Task goal:
Using the listing below, keep only the lines with the word "IntoIterator" and copy them.

Record set:
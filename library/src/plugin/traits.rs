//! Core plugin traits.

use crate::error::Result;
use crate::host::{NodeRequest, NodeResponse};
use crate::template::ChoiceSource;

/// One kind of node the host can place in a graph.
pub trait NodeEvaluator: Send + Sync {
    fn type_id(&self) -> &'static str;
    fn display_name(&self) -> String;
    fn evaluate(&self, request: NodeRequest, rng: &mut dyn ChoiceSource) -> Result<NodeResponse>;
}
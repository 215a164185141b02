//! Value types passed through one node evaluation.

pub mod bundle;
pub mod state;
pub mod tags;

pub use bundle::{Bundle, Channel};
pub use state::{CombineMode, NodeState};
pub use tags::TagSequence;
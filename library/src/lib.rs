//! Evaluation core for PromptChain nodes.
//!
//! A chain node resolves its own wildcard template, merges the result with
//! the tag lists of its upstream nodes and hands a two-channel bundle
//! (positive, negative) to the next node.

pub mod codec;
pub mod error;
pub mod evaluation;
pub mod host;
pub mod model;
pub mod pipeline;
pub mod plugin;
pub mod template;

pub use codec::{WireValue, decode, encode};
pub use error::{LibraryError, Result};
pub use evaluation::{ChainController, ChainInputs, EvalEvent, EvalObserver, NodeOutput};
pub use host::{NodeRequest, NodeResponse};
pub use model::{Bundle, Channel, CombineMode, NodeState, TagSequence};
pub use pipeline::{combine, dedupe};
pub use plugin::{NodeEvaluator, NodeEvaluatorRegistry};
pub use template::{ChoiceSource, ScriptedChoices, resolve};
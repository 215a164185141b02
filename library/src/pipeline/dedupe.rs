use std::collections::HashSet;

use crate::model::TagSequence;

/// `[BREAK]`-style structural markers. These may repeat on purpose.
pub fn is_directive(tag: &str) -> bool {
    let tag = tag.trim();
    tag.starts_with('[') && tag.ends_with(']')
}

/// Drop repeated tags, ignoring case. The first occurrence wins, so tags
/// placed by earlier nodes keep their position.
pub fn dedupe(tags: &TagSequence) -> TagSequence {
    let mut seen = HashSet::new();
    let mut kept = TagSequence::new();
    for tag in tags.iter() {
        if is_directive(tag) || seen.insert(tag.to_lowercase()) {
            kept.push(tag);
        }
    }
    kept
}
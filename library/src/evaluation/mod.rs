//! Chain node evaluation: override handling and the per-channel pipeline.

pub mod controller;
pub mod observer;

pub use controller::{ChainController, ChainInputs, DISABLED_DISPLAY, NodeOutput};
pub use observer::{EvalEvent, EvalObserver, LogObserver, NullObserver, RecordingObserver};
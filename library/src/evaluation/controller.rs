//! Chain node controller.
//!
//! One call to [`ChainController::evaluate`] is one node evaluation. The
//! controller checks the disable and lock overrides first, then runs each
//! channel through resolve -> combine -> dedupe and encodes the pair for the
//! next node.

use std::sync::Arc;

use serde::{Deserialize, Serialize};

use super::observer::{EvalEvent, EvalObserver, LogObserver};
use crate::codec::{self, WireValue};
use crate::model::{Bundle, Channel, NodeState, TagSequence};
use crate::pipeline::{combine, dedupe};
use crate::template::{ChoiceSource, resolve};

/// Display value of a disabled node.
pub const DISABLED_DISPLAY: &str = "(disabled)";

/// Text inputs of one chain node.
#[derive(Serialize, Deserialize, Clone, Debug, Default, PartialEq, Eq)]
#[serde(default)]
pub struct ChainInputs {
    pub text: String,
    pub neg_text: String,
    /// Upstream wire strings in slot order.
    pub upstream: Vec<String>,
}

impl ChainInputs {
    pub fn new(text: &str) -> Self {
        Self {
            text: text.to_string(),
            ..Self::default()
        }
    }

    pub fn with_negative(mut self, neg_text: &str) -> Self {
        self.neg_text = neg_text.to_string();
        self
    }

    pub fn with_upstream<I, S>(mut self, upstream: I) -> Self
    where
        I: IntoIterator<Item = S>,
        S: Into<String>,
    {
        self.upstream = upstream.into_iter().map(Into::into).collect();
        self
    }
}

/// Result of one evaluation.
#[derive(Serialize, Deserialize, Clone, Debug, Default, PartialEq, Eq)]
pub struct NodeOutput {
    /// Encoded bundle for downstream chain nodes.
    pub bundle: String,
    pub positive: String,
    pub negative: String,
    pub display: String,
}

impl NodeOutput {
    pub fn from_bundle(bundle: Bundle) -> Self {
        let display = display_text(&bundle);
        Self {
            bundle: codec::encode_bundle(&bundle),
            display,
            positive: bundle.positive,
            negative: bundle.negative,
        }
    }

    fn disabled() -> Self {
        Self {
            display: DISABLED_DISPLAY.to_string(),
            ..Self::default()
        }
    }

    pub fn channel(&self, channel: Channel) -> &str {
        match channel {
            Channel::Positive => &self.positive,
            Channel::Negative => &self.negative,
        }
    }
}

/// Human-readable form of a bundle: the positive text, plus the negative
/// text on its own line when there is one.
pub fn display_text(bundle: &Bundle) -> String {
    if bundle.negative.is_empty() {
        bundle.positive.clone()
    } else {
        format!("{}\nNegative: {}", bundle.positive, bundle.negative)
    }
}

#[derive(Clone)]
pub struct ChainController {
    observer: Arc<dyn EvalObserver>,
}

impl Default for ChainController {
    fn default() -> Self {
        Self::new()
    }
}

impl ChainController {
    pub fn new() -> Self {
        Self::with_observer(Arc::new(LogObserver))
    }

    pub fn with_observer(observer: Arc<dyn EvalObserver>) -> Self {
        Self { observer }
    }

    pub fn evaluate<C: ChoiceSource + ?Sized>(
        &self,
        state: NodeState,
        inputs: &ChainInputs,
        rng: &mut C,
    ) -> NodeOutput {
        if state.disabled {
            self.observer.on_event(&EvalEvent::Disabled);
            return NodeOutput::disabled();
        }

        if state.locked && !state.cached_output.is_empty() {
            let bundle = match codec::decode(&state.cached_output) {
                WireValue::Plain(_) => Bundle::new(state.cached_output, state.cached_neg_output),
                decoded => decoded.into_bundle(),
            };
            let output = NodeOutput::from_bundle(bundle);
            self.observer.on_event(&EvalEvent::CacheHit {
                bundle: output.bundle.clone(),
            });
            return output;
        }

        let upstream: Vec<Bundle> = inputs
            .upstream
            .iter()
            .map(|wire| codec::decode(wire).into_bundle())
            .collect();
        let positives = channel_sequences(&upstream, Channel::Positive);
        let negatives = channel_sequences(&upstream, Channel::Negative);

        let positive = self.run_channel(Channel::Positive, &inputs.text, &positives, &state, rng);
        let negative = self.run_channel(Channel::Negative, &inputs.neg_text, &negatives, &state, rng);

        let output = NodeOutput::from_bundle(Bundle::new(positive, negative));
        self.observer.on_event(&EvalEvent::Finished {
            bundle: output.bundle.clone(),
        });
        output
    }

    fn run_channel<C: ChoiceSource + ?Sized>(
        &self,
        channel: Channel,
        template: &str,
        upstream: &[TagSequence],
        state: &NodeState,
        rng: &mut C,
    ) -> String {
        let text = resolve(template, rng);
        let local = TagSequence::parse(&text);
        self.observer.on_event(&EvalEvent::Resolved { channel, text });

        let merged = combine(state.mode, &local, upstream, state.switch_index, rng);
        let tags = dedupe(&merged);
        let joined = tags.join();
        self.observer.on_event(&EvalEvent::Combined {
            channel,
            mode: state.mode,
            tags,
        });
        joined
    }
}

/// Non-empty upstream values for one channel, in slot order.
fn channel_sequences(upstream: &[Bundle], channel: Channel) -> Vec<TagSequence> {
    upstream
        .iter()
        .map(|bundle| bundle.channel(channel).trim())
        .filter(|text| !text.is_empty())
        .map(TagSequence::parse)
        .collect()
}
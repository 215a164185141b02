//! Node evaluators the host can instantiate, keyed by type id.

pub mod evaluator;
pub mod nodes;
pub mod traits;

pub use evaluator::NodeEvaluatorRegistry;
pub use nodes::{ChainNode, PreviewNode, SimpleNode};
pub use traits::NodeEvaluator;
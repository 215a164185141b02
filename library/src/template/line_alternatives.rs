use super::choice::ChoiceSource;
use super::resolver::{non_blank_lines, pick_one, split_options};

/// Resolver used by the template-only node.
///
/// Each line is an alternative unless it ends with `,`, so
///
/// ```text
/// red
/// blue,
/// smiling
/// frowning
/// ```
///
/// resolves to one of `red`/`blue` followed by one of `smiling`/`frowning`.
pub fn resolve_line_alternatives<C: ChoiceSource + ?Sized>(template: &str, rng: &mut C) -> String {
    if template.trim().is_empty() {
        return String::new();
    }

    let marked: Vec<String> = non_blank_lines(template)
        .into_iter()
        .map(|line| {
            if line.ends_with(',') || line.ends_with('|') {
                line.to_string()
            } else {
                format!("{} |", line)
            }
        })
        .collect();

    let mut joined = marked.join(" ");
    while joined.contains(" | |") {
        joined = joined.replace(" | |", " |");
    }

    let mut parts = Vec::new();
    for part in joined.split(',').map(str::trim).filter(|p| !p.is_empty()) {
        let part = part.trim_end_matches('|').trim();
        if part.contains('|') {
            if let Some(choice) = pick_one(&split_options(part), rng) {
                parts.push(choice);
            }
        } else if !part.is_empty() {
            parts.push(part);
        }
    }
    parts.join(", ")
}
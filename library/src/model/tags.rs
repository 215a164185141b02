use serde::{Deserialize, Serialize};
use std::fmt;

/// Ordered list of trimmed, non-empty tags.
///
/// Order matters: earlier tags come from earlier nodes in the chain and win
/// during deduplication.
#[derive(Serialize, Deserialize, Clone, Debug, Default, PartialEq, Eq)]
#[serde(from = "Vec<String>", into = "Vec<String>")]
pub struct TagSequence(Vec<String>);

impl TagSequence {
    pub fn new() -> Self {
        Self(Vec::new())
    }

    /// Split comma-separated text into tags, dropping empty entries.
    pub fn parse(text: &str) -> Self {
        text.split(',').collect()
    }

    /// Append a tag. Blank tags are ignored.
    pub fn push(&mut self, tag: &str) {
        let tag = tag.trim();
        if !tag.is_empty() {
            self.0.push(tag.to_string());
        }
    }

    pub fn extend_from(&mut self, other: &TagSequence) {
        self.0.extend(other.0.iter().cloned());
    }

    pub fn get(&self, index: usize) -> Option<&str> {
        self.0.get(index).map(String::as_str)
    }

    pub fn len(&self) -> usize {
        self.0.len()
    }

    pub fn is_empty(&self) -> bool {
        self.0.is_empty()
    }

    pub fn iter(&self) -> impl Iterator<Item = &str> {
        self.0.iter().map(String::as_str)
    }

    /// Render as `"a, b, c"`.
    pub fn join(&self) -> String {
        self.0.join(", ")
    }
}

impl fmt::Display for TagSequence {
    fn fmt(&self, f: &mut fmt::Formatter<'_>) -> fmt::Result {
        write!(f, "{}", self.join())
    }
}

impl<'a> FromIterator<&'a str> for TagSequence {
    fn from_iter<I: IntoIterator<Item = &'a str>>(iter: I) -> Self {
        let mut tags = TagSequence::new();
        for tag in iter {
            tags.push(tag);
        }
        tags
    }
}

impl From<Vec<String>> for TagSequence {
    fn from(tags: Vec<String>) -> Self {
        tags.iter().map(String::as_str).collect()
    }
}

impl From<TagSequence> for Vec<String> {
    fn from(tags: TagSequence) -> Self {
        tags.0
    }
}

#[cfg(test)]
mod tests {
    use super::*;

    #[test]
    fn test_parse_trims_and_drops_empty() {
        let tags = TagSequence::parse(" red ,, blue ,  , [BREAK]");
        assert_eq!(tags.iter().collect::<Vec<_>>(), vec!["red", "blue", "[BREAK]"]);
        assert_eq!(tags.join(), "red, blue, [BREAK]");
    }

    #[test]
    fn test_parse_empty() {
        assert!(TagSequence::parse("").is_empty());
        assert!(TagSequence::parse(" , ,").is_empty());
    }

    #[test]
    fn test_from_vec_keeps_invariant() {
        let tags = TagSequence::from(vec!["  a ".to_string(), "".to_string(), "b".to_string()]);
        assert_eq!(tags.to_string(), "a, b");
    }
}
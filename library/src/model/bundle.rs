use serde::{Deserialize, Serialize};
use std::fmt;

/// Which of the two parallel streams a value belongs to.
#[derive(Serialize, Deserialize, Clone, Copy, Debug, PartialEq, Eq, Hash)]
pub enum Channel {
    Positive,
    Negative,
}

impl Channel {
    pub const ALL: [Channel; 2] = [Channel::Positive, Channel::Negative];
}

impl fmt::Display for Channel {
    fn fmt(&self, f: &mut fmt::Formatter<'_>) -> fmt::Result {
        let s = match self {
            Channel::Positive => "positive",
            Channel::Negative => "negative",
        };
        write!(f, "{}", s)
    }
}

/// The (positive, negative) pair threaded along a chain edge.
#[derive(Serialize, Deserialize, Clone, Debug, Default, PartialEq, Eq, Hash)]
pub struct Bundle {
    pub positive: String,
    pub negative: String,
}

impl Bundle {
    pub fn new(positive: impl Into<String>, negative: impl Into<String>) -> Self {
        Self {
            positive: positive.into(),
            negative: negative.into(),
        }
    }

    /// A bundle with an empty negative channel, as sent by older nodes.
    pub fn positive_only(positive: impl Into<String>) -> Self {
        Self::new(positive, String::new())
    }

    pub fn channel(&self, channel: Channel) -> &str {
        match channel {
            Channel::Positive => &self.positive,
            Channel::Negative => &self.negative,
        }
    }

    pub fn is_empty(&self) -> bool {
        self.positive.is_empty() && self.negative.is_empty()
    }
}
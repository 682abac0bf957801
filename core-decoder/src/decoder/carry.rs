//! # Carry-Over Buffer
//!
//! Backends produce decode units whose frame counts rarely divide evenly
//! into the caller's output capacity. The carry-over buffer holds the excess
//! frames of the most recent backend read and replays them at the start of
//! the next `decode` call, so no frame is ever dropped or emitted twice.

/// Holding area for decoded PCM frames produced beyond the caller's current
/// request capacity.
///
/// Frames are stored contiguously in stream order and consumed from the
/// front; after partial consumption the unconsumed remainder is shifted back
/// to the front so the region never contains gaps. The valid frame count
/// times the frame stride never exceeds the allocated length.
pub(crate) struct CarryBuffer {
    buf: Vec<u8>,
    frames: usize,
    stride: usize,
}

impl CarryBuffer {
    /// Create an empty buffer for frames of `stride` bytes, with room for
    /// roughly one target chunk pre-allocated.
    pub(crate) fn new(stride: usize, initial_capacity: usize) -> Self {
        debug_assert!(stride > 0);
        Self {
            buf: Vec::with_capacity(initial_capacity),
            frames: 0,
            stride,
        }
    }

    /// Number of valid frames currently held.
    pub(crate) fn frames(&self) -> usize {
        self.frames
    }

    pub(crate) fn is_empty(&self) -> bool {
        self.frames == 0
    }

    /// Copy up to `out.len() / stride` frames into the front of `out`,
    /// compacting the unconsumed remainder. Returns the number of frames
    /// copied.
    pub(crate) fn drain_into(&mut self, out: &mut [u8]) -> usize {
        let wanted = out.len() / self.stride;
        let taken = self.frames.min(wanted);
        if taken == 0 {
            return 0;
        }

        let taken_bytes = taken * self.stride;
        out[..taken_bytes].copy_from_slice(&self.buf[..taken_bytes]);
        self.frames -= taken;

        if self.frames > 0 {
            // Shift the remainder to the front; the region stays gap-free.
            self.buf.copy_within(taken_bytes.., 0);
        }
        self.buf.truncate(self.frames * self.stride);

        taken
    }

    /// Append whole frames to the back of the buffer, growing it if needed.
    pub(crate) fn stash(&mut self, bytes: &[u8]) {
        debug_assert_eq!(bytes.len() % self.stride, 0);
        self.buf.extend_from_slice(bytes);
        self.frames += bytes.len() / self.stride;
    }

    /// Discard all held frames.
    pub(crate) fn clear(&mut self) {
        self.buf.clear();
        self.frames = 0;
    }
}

Exercise solution:
        I: IntoIterator<Item = S>,
    fn from_iter<I: IntoIterator<Item = &'a str>>(iter: I) -> Self {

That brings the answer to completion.